What is expected>
Keyword search on "dragging": report each line of the records that contains it.

━━━ Given records

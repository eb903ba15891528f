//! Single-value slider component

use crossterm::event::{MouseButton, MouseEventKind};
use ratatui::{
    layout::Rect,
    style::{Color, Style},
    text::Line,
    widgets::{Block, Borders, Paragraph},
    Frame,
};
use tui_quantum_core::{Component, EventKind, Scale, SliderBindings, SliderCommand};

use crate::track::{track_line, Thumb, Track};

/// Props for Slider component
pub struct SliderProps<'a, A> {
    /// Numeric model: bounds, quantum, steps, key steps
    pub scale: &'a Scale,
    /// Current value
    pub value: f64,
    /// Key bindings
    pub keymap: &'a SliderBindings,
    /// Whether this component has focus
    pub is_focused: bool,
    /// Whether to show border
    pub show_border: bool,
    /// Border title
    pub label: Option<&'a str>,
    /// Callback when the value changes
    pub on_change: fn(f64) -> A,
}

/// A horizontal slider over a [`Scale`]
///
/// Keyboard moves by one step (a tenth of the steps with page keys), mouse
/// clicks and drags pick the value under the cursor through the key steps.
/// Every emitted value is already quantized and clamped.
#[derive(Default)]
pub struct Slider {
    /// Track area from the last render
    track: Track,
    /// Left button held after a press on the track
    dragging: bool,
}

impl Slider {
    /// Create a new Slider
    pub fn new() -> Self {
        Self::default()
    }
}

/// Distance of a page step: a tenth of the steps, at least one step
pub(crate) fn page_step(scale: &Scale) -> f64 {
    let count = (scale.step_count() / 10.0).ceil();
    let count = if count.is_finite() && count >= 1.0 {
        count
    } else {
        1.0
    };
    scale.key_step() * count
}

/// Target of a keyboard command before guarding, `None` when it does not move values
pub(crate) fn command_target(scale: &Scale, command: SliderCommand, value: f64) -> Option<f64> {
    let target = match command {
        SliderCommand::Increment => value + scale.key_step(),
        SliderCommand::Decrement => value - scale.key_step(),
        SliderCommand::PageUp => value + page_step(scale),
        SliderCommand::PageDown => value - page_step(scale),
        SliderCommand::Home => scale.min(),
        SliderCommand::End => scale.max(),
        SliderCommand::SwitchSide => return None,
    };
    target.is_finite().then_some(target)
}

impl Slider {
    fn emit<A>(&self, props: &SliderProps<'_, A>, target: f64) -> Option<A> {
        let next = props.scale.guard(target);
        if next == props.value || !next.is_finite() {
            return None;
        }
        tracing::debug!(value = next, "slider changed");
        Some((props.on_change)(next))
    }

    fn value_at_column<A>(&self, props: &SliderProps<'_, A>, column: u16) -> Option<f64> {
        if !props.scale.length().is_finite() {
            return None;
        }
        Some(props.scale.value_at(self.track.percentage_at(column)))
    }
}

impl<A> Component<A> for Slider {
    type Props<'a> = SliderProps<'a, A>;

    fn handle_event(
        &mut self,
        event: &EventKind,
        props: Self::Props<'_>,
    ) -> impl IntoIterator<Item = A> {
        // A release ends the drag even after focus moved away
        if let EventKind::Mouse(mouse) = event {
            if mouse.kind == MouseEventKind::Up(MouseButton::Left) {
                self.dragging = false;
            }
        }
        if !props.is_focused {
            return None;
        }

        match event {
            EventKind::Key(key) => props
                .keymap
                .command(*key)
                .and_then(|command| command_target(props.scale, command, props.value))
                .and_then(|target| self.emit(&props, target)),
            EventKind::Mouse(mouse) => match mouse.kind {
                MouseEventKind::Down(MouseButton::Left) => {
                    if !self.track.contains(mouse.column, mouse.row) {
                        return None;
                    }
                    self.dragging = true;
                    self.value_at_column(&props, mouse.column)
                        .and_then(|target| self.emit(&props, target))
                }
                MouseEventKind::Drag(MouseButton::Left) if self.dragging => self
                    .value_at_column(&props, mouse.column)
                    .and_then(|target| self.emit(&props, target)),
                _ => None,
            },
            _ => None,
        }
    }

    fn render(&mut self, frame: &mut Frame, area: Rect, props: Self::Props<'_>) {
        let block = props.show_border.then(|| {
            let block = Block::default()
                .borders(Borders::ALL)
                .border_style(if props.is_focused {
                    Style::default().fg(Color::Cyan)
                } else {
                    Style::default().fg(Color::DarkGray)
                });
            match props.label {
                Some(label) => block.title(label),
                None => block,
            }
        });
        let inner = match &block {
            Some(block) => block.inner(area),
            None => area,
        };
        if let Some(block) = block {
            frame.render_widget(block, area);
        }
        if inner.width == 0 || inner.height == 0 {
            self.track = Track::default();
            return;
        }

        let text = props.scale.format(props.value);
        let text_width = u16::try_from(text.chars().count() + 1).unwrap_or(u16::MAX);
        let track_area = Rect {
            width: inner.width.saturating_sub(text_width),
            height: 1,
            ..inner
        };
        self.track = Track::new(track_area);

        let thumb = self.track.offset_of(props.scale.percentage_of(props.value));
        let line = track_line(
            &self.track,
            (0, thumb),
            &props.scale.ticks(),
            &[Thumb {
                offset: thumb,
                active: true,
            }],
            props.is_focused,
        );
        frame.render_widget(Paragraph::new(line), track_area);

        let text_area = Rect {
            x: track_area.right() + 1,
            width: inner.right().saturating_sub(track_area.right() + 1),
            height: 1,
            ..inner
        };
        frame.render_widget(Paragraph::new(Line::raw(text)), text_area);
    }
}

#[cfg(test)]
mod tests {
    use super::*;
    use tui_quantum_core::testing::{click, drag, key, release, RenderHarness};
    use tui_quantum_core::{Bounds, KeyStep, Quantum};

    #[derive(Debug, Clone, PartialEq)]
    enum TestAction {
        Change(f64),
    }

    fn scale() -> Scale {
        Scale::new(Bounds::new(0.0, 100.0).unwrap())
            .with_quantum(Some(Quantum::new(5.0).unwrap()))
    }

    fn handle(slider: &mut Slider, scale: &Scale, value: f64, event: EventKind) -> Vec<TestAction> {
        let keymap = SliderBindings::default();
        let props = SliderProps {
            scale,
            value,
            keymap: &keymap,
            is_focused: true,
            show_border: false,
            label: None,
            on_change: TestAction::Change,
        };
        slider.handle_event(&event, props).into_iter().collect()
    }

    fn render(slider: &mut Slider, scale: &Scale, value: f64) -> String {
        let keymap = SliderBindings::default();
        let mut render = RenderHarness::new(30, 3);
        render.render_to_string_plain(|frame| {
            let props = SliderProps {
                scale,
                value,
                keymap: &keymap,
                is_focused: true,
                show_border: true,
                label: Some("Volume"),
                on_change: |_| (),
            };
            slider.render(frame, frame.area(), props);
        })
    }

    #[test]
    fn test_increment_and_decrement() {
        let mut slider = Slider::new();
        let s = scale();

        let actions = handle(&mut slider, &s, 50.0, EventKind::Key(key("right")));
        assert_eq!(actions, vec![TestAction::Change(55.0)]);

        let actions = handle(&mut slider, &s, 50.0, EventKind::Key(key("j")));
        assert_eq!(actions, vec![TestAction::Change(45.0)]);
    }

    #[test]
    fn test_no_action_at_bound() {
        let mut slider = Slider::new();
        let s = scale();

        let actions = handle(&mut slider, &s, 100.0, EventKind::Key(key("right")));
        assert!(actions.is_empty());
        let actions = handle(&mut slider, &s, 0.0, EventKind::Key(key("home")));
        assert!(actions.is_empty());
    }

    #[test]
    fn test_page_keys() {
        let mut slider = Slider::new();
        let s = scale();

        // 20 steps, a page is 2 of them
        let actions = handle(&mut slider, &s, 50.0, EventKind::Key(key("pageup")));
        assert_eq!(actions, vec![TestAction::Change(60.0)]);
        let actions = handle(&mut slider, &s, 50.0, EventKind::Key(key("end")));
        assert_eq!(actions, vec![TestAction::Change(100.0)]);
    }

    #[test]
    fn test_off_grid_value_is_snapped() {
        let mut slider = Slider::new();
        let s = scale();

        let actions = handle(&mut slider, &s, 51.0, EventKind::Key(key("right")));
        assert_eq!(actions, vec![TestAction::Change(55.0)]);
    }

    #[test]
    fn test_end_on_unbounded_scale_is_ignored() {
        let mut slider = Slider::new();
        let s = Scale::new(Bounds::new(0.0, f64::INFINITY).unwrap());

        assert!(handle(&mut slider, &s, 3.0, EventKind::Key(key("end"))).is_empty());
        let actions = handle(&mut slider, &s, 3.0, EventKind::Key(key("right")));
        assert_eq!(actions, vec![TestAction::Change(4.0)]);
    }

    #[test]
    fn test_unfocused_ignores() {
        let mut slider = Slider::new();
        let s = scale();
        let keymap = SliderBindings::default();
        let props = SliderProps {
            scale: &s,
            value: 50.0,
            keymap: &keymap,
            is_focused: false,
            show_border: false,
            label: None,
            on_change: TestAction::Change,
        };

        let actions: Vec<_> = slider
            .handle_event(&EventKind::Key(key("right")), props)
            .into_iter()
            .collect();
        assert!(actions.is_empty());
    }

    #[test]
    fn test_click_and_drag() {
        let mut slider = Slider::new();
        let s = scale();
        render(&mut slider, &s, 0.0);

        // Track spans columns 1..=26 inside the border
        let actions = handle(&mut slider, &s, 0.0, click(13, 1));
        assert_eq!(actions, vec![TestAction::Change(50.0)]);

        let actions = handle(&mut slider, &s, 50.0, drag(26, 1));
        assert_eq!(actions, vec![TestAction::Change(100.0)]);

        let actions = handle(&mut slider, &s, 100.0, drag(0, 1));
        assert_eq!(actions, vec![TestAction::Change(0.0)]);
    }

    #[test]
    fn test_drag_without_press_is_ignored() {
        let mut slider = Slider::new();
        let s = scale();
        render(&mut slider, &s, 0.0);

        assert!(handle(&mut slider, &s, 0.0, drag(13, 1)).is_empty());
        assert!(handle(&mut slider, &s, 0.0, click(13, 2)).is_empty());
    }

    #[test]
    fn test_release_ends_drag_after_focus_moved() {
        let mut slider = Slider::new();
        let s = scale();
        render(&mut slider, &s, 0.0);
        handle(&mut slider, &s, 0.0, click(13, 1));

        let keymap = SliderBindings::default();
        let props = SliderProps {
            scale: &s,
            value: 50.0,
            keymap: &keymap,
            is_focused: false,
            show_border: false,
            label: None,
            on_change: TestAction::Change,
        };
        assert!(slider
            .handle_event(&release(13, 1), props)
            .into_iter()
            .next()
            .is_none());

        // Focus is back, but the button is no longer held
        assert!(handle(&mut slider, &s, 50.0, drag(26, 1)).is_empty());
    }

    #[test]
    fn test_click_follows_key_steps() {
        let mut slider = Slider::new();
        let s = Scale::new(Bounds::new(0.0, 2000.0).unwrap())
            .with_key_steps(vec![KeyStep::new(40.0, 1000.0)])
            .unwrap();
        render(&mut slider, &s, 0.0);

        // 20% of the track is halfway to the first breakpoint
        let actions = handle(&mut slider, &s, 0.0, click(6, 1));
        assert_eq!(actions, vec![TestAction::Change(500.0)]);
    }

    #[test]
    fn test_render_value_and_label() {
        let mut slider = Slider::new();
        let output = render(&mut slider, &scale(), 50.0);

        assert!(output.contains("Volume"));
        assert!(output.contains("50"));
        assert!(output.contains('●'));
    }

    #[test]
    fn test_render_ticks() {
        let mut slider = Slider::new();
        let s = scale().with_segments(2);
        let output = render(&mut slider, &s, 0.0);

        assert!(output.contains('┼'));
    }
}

━━━━━━

Result of the task>
    dragging: bool,
                self.dragging = false;
                    self.dragging = true;
                MouseEventKind::Drag(MouseButton::Left) if self.dragging => self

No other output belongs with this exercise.